WHAT YOU WILL DO: First find the line with "#[async_trait]" in the entries below, then set down exactly every line through the line with "async fn record_tick(&self, record: TickRecord)", that line included.

[Stored data entries]

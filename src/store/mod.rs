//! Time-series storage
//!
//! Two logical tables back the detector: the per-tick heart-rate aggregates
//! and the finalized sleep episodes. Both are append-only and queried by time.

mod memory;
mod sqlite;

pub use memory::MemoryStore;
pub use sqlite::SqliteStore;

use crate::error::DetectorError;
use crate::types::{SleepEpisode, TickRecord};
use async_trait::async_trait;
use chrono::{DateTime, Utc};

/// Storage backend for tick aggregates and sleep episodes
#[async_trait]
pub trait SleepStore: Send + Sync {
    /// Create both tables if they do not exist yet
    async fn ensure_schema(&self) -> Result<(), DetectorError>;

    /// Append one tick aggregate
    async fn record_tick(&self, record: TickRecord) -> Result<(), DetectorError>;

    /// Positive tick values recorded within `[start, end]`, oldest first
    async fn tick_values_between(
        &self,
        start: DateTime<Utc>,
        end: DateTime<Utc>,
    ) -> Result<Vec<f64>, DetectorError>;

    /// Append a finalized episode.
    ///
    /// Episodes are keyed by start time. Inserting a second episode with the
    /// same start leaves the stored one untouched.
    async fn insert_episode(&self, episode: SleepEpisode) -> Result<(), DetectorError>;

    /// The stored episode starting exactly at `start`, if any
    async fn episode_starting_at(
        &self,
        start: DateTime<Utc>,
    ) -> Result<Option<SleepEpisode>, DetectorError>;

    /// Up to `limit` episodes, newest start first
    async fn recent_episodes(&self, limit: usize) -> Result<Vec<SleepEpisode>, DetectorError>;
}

SOLUTION TO THE PROBLEM:
#[async_trait]
pub trait SleepStore: Send + Sync {
    /// Create both tables if they do not exist yet
    async fn ensure_schema(&self) -> Result<(), DetectorError>;

    /// Append one tick aggregate
    async fn record_tick(&self, record: TickRecord) -> Result<(), DetectorError>;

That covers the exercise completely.